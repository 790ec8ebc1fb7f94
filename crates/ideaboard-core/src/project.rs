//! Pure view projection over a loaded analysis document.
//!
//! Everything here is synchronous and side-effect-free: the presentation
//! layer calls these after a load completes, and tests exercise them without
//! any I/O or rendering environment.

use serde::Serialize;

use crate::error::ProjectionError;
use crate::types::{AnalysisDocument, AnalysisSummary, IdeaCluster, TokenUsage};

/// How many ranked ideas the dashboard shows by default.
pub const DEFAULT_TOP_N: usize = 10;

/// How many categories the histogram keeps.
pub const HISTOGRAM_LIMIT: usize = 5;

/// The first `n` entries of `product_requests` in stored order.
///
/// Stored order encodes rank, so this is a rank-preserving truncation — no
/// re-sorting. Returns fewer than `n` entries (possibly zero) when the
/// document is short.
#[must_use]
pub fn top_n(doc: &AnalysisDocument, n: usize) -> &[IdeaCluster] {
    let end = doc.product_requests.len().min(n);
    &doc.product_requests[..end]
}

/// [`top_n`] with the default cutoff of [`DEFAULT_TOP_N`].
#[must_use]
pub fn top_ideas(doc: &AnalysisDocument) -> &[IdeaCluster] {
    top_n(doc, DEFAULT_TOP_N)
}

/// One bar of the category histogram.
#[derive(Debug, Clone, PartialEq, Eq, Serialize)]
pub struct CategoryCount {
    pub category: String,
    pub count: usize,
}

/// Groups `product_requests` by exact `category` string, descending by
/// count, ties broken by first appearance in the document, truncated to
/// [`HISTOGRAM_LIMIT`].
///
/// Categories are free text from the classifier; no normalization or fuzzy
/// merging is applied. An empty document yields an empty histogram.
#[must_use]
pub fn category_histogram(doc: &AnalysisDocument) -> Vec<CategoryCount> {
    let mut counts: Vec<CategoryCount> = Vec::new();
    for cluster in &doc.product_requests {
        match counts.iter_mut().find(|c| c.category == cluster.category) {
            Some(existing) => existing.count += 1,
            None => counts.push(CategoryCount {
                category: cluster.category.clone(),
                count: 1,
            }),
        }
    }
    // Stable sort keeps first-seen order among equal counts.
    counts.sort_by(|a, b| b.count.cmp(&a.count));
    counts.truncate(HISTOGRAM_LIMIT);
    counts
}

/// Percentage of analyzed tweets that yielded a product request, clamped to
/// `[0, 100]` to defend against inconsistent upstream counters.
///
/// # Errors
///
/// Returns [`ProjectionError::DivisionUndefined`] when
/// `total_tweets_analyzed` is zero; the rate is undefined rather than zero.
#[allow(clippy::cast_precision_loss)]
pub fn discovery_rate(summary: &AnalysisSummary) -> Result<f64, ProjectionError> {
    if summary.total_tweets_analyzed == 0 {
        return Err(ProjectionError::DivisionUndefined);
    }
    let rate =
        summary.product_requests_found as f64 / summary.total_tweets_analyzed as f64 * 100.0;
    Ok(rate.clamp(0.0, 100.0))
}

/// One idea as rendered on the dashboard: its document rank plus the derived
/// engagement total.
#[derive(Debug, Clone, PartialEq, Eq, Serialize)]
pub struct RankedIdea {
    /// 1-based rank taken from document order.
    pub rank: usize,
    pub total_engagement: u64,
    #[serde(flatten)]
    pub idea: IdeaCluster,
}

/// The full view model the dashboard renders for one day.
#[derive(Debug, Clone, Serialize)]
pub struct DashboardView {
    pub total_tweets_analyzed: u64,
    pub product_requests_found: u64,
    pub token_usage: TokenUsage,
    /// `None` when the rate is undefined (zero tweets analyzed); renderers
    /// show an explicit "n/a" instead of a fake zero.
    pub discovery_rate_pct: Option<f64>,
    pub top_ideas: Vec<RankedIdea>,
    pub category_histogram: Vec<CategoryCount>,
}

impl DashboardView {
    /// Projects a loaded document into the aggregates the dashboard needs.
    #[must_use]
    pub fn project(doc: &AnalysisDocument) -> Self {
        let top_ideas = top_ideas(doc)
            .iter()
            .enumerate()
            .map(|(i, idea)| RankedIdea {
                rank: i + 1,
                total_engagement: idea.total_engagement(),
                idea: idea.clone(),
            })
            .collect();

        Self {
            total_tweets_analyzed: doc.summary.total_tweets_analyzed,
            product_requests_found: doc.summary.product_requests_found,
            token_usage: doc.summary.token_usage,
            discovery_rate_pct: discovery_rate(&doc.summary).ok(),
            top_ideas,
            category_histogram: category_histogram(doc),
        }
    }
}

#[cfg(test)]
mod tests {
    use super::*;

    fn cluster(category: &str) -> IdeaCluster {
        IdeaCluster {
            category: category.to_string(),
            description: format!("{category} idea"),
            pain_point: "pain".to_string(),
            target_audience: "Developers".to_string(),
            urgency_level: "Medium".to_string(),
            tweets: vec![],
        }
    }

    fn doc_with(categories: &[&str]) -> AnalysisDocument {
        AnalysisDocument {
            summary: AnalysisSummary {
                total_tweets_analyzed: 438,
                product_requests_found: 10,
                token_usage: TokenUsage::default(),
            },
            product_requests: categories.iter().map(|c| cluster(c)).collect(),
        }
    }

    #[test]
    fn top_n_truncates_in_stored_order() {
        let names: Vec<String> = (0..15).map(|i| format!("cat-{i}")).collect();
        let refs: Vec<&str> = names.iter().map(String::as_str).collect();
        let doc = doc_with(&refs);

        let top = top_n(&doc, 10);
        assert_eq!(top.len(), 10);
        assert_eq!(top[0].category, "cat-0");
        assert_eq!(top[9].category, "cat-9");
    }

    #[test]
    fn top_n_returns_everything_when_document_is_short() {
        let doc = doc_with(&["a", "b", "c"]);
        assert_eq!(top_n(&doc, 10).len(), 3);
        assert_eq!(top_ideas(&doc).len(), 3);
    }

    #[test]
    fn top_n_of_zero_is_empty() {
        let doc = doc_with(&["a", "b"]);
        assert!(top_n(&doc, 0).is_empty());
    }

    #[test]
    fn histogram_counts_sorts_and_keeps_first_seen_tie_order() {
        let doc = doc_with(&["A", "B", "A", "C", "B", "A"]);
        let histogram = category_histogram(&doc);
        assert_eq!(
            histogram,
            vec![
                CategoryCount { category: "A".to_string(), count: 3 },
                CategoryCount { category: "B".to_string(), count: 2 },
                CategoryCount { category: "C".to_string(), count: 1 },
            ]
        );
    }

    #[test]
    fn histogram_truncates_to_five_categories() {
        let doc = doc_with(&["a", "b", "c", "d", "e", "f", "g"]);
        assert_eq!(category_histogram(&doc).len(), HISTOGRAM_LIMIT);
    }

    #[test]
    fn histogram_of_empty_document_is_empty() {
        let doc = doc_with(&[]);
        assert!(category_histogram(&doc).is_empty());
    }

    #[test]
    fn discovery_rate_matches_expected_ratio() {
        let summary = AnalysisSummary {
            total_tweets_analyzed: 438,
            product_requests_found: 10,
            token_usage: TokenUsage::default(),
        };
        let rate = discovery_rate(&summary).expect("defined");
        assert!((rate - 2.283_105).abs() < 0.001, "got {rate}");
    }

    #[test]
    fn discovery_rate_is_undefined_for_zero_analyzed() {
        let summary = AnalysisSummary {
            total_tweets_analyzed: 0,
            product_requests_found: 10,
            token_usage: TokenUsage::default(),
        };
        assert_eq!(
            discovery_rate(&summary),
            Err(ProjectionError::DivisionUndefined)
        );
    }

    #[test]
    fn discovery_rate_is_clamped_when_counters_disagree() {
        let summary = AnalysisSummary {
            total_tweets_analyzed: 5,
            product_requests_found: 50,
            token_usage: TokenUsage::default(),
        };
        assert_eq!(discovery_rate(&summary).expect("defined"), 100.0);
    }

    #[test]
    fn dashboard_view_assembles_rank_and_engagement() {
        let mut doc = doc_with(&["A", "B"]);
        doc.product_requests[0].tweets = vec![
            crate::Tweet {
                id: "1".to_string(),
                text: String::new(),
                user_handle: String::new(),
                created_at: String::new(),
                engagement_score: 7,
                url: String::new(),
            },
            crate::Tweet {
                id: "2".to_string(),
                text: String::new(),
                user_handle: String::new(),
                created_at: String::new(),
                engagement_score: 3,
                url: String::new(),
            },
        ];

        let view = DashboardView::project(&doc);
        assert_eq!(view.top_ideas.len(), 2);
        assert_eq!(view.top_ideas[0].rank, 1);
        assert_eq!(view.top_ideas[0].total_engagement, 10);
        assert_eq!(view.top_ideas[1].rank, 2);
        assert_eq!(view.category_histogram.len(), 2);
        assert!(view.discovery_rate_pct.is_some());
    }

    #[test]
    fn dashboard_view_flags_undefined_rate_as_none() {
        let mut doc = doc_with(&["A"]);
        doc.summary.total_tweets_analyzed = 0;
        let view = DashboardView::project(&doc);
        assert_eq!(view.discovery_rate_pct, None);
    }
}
════════════════
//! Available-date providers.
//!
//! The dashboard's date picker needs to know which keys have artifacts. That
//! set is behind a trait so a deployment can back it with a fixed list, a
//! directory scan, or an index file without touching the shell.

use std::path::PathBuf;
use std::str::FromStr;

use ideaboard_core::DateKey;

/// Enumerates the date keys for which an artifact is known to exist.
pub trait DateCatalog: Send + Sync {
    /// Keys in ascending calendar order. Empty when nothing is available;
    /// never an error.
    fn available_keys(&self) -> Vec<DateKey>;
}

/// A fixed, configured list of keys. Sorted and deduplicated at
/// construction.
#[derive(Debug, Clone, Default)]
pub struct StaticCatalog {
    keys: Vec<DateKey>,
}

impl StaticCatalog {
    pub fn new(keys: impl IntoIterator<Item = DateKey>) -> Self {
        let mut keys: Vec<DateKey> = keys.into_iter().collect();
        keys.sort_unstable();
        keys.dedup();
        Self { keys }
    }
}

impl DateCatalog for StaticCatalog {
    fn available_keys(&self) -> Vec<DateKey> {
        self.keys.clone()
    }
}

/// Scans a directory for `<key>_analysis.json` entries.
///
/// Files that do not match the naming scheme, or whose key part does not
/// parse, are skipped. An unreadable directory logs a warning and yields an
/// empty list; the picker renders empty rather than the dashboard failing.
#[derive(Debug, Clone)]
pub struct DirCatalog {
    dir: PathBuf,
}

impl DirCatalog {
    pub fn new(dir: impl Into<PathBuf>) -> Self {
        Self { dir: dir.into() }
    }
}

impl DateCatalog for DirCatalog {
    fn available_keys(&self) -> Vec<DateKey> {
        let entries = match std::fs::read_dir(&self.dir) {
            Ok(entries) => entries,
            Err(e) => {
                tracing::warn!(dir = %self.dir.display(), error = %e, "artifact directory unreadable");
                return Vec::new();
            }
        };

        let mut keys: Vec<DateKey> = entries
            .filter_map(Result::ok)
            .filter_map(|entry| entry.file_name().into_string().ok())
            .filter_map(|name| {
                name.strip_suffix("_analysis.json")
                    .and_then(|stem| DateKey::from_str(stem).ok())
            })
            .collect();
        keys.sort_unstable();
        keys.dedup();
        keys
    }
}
════════════════
**DIRECTIONS:**
From the records above, extract exactly and only the lines that begin at the line with "repository 790ec8ebc1fb7f94" and stop after the line with "pub const HISTOGRAM_LIMIT: usize = 5;".

**ANSWER AREA:**
repository 790ec8ebc1fb7f94
filename crates/ideaboard-core/src/project.rs
//! Pure view projection over a loaded analysis document.
//!
//! Everything here is synchronous and side-effect-free: the presentation
//! layer calls these after a load completes, and tests exercise them without
//! any I/O or rendering environment.

use serde::Serialize;

use crate::error::ProjectionError;
use crate::types::{AnalysisDocument, AnalysisSummary, IdeaCluster, TokenUsage};

/// How many ranked ideas the dashboard shows by default.
pub const DEFAULT_TOP_N: usize = 10;

/// How many categories the histogram keeps.
pub const HISTOGRAM_LIMIT: usize = 5;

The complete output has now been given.